Lo que sí les recomiendo (desde mi sillita, como Mafalda) es que lean a Merceditas todos los lunes porque les va a llenar un día difícil de palabras bonitas, de historias que quedan, de anécdotas y realidad, y eso en los tiempos que corren es medicinal.

MIEDO

Ayer tuve miedo. Miedo atroz, del que te paraliza. Nunca había tenido este tipo de miedo y hay que reconocer que tengo sobrada experiencia: no soy la mujer más valiente que hay.

Hay miedos que te hacen ser fuerte y seguir adelante. Miedo que espolea. A ese miedo yo estoy acostumbrada, es el que hace huir hacia delante. Es un miedo «materno», que organiza, dispone, llena tuper de comida por lo que pueda pasar y atiende a los demás. Este miedo lo sientes y no le dejas lugar en tu cabeza, es sólo una voz al final, un eco afónico, avanzas por miedo y casi lo olvidas.

Conozco el miedo latente, siempre está ahí, miedo de guardia. Es el que me produce que mis hijas no están bien o les pase algo, el miedo a que se sientan tristes, sufran, maduren a base de golpes -como todos- y yo no pueda hacer nada por ayudarles. Y en ocasiones, además, no debo ayudarles porque tienen que aprender solas.

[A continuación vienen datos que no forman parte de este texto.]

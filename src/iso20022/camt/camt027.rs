//! camt.027 ClaimNonReceipt.

use super::{add_head, finish, message_root, open, read_head, start, validate_head, DEFAULT_CURRENCY};
use crate::error::{Error, Result};
use crate::iso20022::blocks;
use crate::iso20022::common::{Assignment, Case, UnderlyingTransaction};
use crate::iso20022::{CamtType, CamtVersion};

/// A creditor reports that an expected payment has not arrived.
#[derive(Debug, Clone, PartialEq, Eq)]
pub struct Camt027Document {
    pub assignment: Assignment,
    pub case: Option<Case>,
    pub underlying: UnderlyingTransaction,
    /// `CoverDtls/MssngCoverInd`
    pub missing_cover_indication: Option<bool>,
}

impl Camt027Document {
    pub fn new(assignment: Assignment, underlying: UnderlyingTransaction) -> Self {
        Self {
            assignment,
            case: None,
            underlying,
            missing_cover_indication: None,
        }
    }

    pub fn with_case(&self, case: Case) -> Self {
        Self {
            case: Some(case),
            ..self.clone()
        }
    }

    pub fn with_missing_cover_indication(&self, missing: bool) -> Self {
        Self {
            missing_cover_indication: Some(missing),
            ..self.clone()
        }
    }

    /// Generate the message in `version`.
    ///
    /// # Examples
    ///
    /// ```no_run
    /// use finmsg::iso20022::camt::Camt027Document;
    /// use finmsg::iso20022::common::{Assignment, AssignmentParty, UnderlyingTransaction};
    /// use finmsg::iso20022::CamtVersion;
    /// use chrono::NaiveDateTime;
    ///
    /// let created = NaiveDateTime::parse_from_str("2025-01-01T10:00:00", "%Y-%m-%dT%H:%M:%S").unwrap();
    /// let assignment = Assignment::new(
    ///     "ASSIGN-1",
    ///     AssignmentParty::agent_bic("COBADEFFXXX"),
    ///     AssignmentParty::agent_bic("DEUTDEFFXXX"),
    ///     created,
    /// );
    /// let doc = Camt027Document::new(assignment, UnderlyingTransaction::initiation());
    /// let xml = doc.to_xml(CamtVersion::V07).unwrap();
    /// ```
    pub fn to_xml(&self, version: CamtVersion) -> Result<String> {
        let mut b = start(CamtType::Camt027, version)?;
        add_head(&mut b, &self.assignment, self.case.as_ref());
        blocks::add_underlying(&mut b, &self.underlying);
        if let Some(missing) = self.missing_cover_indication {
            b.add_element("CoverDtls")
                .add_child("MssngCoverInd", if missing { "true" } else { "false" })
                .end();
        }
        finish(b)
    }

    pub fn from_xml(xml: &str) -> Result<Self> {
        let doc = open(xml, CamtType::Camt027)?;
        let root = message_root(&doc, CamtType::Camt027)?;
        let (assignment, case) = read_head(&doc, root)?;
        let underlying = blocks::read_underlying(&doc, root, DEFAULT_CURRENCY)?
            .ok_or_else(|| Error::RequiredNode("ClmNonRct/Undrlg".to_string()))?;
        Ok(Self {
            assignment,
            case,
            underlying,
            missing_cover_indication: blocks::optional_bool(&doc, root, "CoverDtls/MssngCoverInd")?,
        })
    }

    pub fn validate(&self) -> Result<()> {
        validate_head(&self.assignment, self.case.as_ref())?;
        self.underlying.validate()
    }
}

xml_io!(Camt027Document, CamtVersion);

#[cfg(test)]
mod tests {
    use super::*;
    use crate::iso20022::camt::fixtures::{assignment, created};
    use crate::types::Amount;
    use chrono::NaiveDate;
    use pretty_assertions::assert_eq;
    use rust_decimal::Decimal;

    fn underlying() -> UnderlyingTransaction {
        UnderlyingTransaction {
            original_message_id: Some("MSG-001".into()),
            original_message_name_id: Some("pain.001.001.03".into()),
            original_creation_date_time: Some(created()),
            original_end_to_end_id: Some("E2E-1".into()),
            amount: Some(Amount::new(Decimal::new(12550, 2), "EUR")),
            date: NaiveDate::from_ymd_opt(2025, 1, 2),
            ..UnderlyingTransaction::initiation()
        }
    }

    #[test]
    fn test_case_omitted() {
        let xml = Camt027Document::new(assignment(), underlying())
            .to_xml(CamtVersion::V07)
            .unwrap();
        assert!(xml.contains("<ClmNonRct>"));
        assert!(!xml.contains("<Case>"));
        assert!(!xml.contains("CoverDtls"));
        assert!(xml.contains("<ReqdExctnDt>"));
    }

    #[test]
    fn test_round_trip() {
        let doc = Camt027Document::new(assignment(), underlying())
            .with_case(Case::new("CASE-1"))
            .with_missing_cover_indication(true);
        let xml = doc.to_xml(CamtVersion::V10).unwrap();
        assert_eq!(Camt027Document::from_xml(&xml).unwrap(), doc);
    }

    #[test]
    fn test_wrong_message_rejected() {
        let xml = Camt027Document::new(assignment(), underlying())
            .to_xml(CamtVersion::V07)
            .unwrap();
        assert!(matches!(
            crate::iso20022::camt::Camt033Document::from_xml(&xml),
            Err(Error::InvalidArgument(_))
        ));
    }

    #[test]
    fn test_validate_long_assignment_id() {
        let mut doc = Camt027Document::new(assignment(), underlying());
        doc.assignment.id = "X".repeat(36);
        assert!(matches!(doc.validate(), Err(Error::Validation { .. })));
    }
}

He vivido el miedo escénico, el de hablar en público, el de no cumplir las expectativas, el que me producen los bichos, el que de niña me hacía encender la luz antes de entrar al baño…

Ayer, por primera vez en mi vida, tuve miedo un miedo nuevo, miedo a morir. Me ahogaba levemente a cuentas del coronavirus, no podía respirar bien, me entraba aire por la nariz pero no llegaba, no me llegaba, boqueaba como un pez fuera del agua y no tenía la sensación de los pulmones llenos, algo tan fácil y natural. Me ahogaba y me empezaba a poner nerviosa y mis nervios hacían que me ahogara más. Sentía una losa en el pecho. Me latían las sienes. Intentaba distraerme y no podía. Tosía y tosía, hasta darme la vuelta, hasta tener arcadas, hasta notar crujir mis costillas y el esternón. Me decía a mí misma que las personas realmente graves necesitaban un respirador y yo seguía respirando sin uno, me intentaba convencer que todo estaba bien y que yo misma me estaba poniendo peor…pero después de dos años de pandemia la cabeza es difícil de controlar.

Tuve miedo de no volver a sentir los besos, las caricias y los abrazos, pánico a no ver a mis hijas convertirse en las mujeres que ya casi son. Pensaba: ¿cómo voy a darle este disgusto a mi madre?

Qué mal se razona con miedo y después de una noche de insomnio total. Qué mal se piensa cuando en tu cabeza solo hay información negativa porque las cosas buenas no aparecen en un ataque de pánico.

Lloré y lloré. Temblaba como si estuviera mojándome en mitad de una tormenta e hice todo lo que se espera de una persona más normal: disimular y seguir como si nada. Puede que ese sea mi súper poder, yo sé disimular.

Hoy me levanté mejor y el miedo ya no está, pero he aprendido. Ahora soy aun más consciente de la vulnerabilidad de los cuerpos, de lo efímero de la vida, de la suerte que tenemos y de que un diazepam a tiempo es una victoria.